I'm of two minds about the book signing this passed weekend. In one way, I don't want to write about it, and in another, I do. I did better than last time, so that is possitive. I sold one book, which, of course is better than none, but I'm a little disappointed. It seems as if I went to all that work for nothing. I know it wasn't nothing, but it seems that way.
I got up around eight that morning and began getting ready. I had crocheted some dishcloths to give away if someone bought a book, so I packed those up. I was feeling bad that I had only had time to make five of them, but turns out I didn't need more than one, anyway. So, I got the girls ready, had my husband to copy a couple more CDs for me, and we went to my friend's to borrow a table to set the books and things on. Before we got fully set up, a lady came over and bought a book. I handed her a dishcloth, and was so excited to have sold one before even getting started. I kept telling myself over and over throughout the next two hours that selling one that early was a good sign. But, finally, after those two hours, I told my husband to pack it all up. I wanted to go outside and listen to the singing. My friends who sang even let me sing one of mine while they played. I should have held the microphone closer, but other than that it went well. They knew my song so well, I figure no one knew they had probably never played it before.

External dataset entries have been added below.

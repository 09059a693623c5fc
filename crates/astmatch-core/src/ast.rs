//! The uniform AST node interface that every concrete provider satisfies.
//!
//! Everything downstream of this module — traversal, pattern matching, the
//! shower — depends only on [`AstNode`]. A provider crate (e.g. `astmatch-cpp`)
//! supplies one concrete type implementing it; the matcher never knows or
//! cares which parser produced the tree.

use std::collections::BTreeMap;
use std::fmt;

/// A single property value attached to a node.
///
/// The distilled model calls properties "string to string/int"; boolean
/// parser predicates (`is_const`, `is_static`, ...) are folded in as `Bool`
/// so a provider can record "this flag was present" without inventing a
/// string encoding for it.
#[derive(Debug, Clone, PartialEq, Eq, PartialOrd, Ord)]
pub enum PropertyValue {
    Str(String),
    Int(i64),
    Bool(bool),
}

impl fmt::Display for PropertyValue {
    fn fmt(&self, f: &mut fmt::Formatter<'_>) -> fmt::Result {
        match self {
            PropertyValue::Str(s) => write!(f, "{s}"),
            PropertyValue::Int(i) => write!(f, "{i}"),
            PropertyValue::Bool(b) => write!(f, "{b}"),
        }
    }
}

/// Ordered-by-key property map. `BTreeMap` gives us value equality
/// independent of insertion order, which is what `is_matching` needs: two
/// nodes with the same properties inserted in different orders must compare
/// equal.
pub type PropertyMap = BTreeMap<String, PropertyValue>;

/// Result of a single [`AstNode::accept`] visitation step.
#[derive(Debug, Clone, Copy, PartialEq, Eq)]
pub enum VisitorResult {
    /// Stop the whole traversal immediately.
    Abort,
    /// Descend into this node's children.
    Continue,
    /// Do not descend into this node's children, but keep visiting siblings.
    Skip,
}

/// Read-only, uniform view over one AST node.
///
/// Implementors are small `Copy` handles (an index into the owning root's
/// node table plus a reference to that root) rather than owning their
/// subtree directly — see `astmatch-cpp::CppNode` for the canonical
/// implementation. This keeps `parent()` a genuinely non-owning reference:
/// a node can point at its parent without keeping the parent (and thus the
/// whole tree) alive through a strong-reference cycle.
pub trait AstNode: Clone + PartialEq {
    /// Syntactic category of this node (a provider-specific string tag).
    fn kind(&self) -> &str;

    /// Node name, empty when the node has none.
    fn name(&self) -> &str;

    /// Path/logical name of the file this node was parsed from.
    fn containing_filename(&self) -> &str;

    /// Byte offset of the first byte of this node's source range.
    fn start_offset(&self) -> usize;

    /// Length in bytes of this node's source range.
    fn length(&self) -> usize;

    /// Kind-specific attributes (operator spelling, literal spelling,
    /// boolean parser predicates, ...).
    fn properties(&self) -> &PropertyMap;

    /// Non-owning reference to the parent, `None` only for the root.
    fn parent(&self) -> Option<Self>;

    /// Children in source order.
    fn children(&self) -> Vec<Self>;

    /// The translation-unit root this node was produced from.
    fn root(&self) -> Self;

    /// Exact source bytes that produced this node, decoded as UTF-8.
    ///
    /// Empty when `length() == 0` or `containing_filename()` is empty.
    fn raw_signature(&self) -> String;

    /// Whether this node belongs to the translation unit itself, as opposed
    /// to a node that originated from an included file.
    fn is_part_of_translation_unit(&self) -> bool {
        self.containing_filename() == self.root().containing_filename()
    }

    /// Structural equality at one level: same kind, same properties.
    ///
    /// Deliberately shallow — it does not recurse into children. Callers
    /// that need subtree equality compose this with a traversal.
    fn is_matching(&self, other: &Self) -> bool {
        self.kind() == other.kind() && self.properties() == other.properties()
    }

    /// Pre-order traversal visiting every descendant exactly once.
    fn process(&self, f: &mut impl FnMut(&Self)) {
        f(self);
        for child in self.children() {
            child.process(f);
        }
    }

    /// Pre-order traversal with early-exit control.
    ///
    /// `Continue` descends into children, `Skip` moves on to the next
    /// sibling without descending, `Abort` stops the whole walk.
    fn accept(&self, f: &mut impl FnMut(&Self) -> VisitorResult) -> VisitorResult {
        match f(self) {
            VisitorResult::Continue => {
                for child in self.children() {
                    if child.accept(f) == VisitorResult::Abort {
                        return VisitorResult::Abort;
                    }
                }
                VisitorResult::Continue
            }
            other => other,
        }
    }
}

And, that's about it. We left, took the table back to my friend's house, stayed for supper, cake and ice cream, which were rather yummy, then left a while later.
I might have sold two books, but when the second lady heard how much it costs, she walked away. Man, I felt so guilty telling her the book costs $24.95!!! I feel so sorry for people and wish I could say, "Here, honey, take it and God bless you." But, I can't. I can sell them cheaper, which I am doing, but at some point, it's going to catch up with me, especially when this batch of books is gone and i have to order more. I keep reminding myself that God has a plan, and He knows what he is doing, but is there something else I can do to get folks to buy my books? Am I missing something here? I mean, I know I'm no Nora Roberts, Karen Kingsbury or John Grisham, but the book is good. What else can I do to make it worth your while to buy one? I had a drawing. I gave away a hand crocheted item, if someone bought one. I even gave some away. Is it just the economy?
Ok, I promised myself I wouldn't be negative, and I won't be. For some reason, God is allowing this book to cost this much, so I have to believe He has someone or lots of someones out there willing to pay for it. I have to believe that no matter how little or much the book is that God's word will go forth and accomplish what He wants it to. So, please pray for me that I won't grow discouraged.